Is it possible to prepare yourself morally for death? Yes, but few people find it difficult to think about it. It is understandable - there is no pleasure in such thoughts, but the realization of its inevitability can help in the future. We represent death as an enemy - strong and ruthless. Enemy, from which you need to stay away. These thoughts prevent us from accepting its inevitability. It is worth thinking about: maybe she is getting rid of a heavy burden?
Women who suffered a severe loss should take into account the following tips.
Everyone has parents, brothers and sisters, grandmothers andGrandfathers, children, friends are close people. Dwelling on their grief, do not forget that they need you. As before, they need your kind advice, your attention, your concern. Do you want to become a bad example of your children or add wrinkles to your parents' faces? You need to be strong, so that the pain of your loved ones is not mixed with your pain. Know - you are always waiting somewhere!

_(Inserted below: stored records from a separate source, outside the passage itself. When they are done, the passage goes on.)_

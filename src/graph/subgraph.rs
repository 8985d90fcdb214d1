//! Subgraph induced by one cluster's protein list

use std::collections::HashMap;

use crate::error::{AnalysisError, AnalysisResult};
use crate::graph::InteractionGraph;

/// View of an [`InteractionGraph`] restricted to the proteins of one cluster.
///
/// Positions follow the cluster's listing order: position 0 is the first
/// listed protein. Only edges with both endpoints inside the cluster are
/// visible through this view.
#[derive(Debug, Clone)]
pub struct InducedSubgraph<'g> {
    graph: &'g InteractionGraph,

    /// Graph node index of every position
    nodes: Vec<u32>,

    /// Mapping from graph node index back to position
    node_to_position: HashMap<u32, usize>,
}

impl<'g> InducedSubgraph<'g> {
    /// Induce the subgraph of the given proteins, keeping their order
    pub fn new<S: AsRef<str>>(graph: &'g InteractionGraph, proteins: &[S]) -> AnalysisResult<Self> {
        let mut nodes = Vec::with_capacity(proteins.len());
        let mut node_to_position = HashMap::with_capacity(proteins.len());

        for (position, protein) in proteins.iter().enumerate() {
            let protein = protein.as_ref();
            let node = graph
                .index_of(protein)
                .ok_or_else(|| AnalysisError::MissingProtein(protein.to_string()))?;

            if node_to_position.insert(node, position).is_some() {
                return Err(AnalysisError::DuplicateProtein(protein.to_string()));
            }
            nodes.push(node);
        }

        Ok(Self {
            graph,
            nodes,
            node_to_position,
        })
    }

    /// The graph this view was induced from
    pub fn graph(&self) -> &'g InteractionGraph {
        self.graph
    }

    /// Number of positions (= cluster length)
    pub fn size(&self) -> usize {
        self.nodes.len()
    }

    pub fn is_empty(&self) -> bool {
        self.nodes.is_empty()
    }

    /// Protein identifiers in position order
    pub fn positions(&self) -> Vec<&'g str> {
        let graph = self.graph;
        self.nodes.iter().map(|&n| graph.protein_id(n)).collect()
    }

    /// Protein identifier at a position
    pub fn protein_at(&self, position: usize) -> &'g str {
        self.graph.protein_id(self.nodes[position])
    }

    /// Graph node index at a position
    pub fn node_at(&self, position: usize) -> u32 {
        self.nodes[position]
    }

    /// Position of a graph node, if it belongs to this subgraph
    pub fn position_of_node(&self, node: u32) -> Option<usize> {
        self.node_to_position.get(&node).copied()
    }

    /// Position of a protein, if it belongs to this subgraph
    pub fn position_of(&self, protein: &str) -> Option<usize> {
        self.graph
            .index_of(protein)
            .and_then(|node| self.position_of_node(node))
    }

    /// Whether the two positions interact in the underlying graph
    pub fn has_edge(&self, i: usize, j: usize) -> bool {
        self.graph.has_edge_between(self.nodes[i], self.nodes[j])
    }

    /// Internal edges as (i, j) position pairs with i < j
    pub fn edges(&self) -> impl Iterator<Item = (usize, usize)> + '_ {
        self.nodes.iter().enumerate().flat_map(move |(i, &node)| {
            self.graph
                .neighbors(node)
                .iter()
                .filter_map(move |n| self.position_of_node(*n))
                .filter(move |&j| i < j)
                .map(move |j| (i, j))
        })
    }

    /// Number of internal edges
    pub fn edge_count(&self) -> usize {
        self.edges().count()
    }
}

#[cfg(test)]
mod tests {
    use super::*;
    use crate::graph::builder::GraphBuilder;

    fn build_graph() -> InteractionGraph {
        let mut builder = GraphBuilder::with_capacity(5);
        builder.add_edge("A", "B", 1.0).unwrap();
        builder.add_edge("C", "D", 1.0).unwrap();
        builder.add_edge("E", "A", 1.0).unwrap();
        builder.add_edge("E", "C", 1.0).unwrap();
        builder.build()
    }

    #[test]
    fn keeps_cluster_order() {
        let graph = build_graph();
        let sub = InducedSubgraph::new(&graph, &["D", "A", "C"]).unwrap();
        assert_eq!(sub.size(), 3);
        assert_eq!(sub.positions(), vec!["D", "A", "C"]);
        assert_eq!(sub.position_of("C"), Some(2));
        assert_eq!(sub.position_of("B"), None);
        assert!(sub.has_edge(0, 2));
        assert!(!sub.has_edge(0, 1));
    }

    #[test]
    fn only_internal_edges_are_visible() {
        let graph = build_graph();
        let sub = InducedSubgraph::new(&graph, &["A", "B", "C", "D"]).unwrap();
        let edges: Vec<(usize, usize)> = sub.edges().collect();
        assert_eq!(edges, vec![(0, 1), (2, 3)]);
        assert_eq!(sub.edge_count(), 2);
    }

    #[test]
    fn missing_and_duplicate_members_fail() {
        let graph = build_graph();
        assert_eq!(
            InducedSubgraph::new(&graph, &["A", "X"]).unwrap_err(),
            AnalysisError::MissingProtein("X".to_string())
        );
        assert_eq!(
            InducedSubgraph::new(&graph, &["A", "A"]).unwrap_err(),
            AnalysisError::DuplicateProtein("A".to_string())
        );
    }

    #[test]
    fn empty_cluster_is_allowed() {
        let graph = build_graph();
        let members: Vec<String> = Vec::new();
        let sub = InducedSubgraph::new(&graph, &members).unwrap();
        assert!(sub.is_empty());
        assert_eq!(sub.edges().count(), 0);
    }
}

Do not feel sorry for yourself. Think about those who are also bad - and switch pity to them. Visit children in the orphanage, help those who are going through a difficult period in life. So you not only for a while can forget about your grief, but also do a lot of good and useful. The happy faces of the kids or the gratitude of people who needed help will give you the opportunity to feel needed in this life. This is a kind of "thread", with which you need to hold on to the world ...
Do what you want at the momentdo. Want to cry - cry. Tears are a natural way to express emotions. If you do not want to do cleaning or your appearance - do not force yourself. And if there was a desire to visit places that were significant in your relationship - go. After all, memory is our life companion ...
Think about the parents who lost their son. It's no less difficult for them than for you. And they understand your sorrow like no other. So do not let them feel abandoned and orphaned ...
Try to spend more time with people. You probably have sleepless nights, you do not need to add lonely days to them. Parents and friends will support - trust them. Give your relatives the opportunity to be around and help you.
Think of a hobby. If it was yours, do it, give time to your favorite business. If not, create it artificially. It is desirable that it was a quiet and pacifying occupation, such as embroidery or knitting. Spend as much time on it as you want. The main thing is that it brings you pleasure and allows you to distract yourself.
In large cities, there are centers for people,Who suffered a heavy loss. Find them. There you will be helped as painless as possible to go through different stages of grief. In the same place, you will have the opportunity to express the accumulated pain with words without fear of misunderstanding.
With the loss of a loved one,Quality that can not develop in favorable situations - you become stronger. This will help in the future to endure difficult moments. Remember - time heals! Years later, the pain is dulled, and the wounds are tightened. But it is important to understand that the immediate result should not be expected. Give yourself time to adjust to the new reality, to your new world.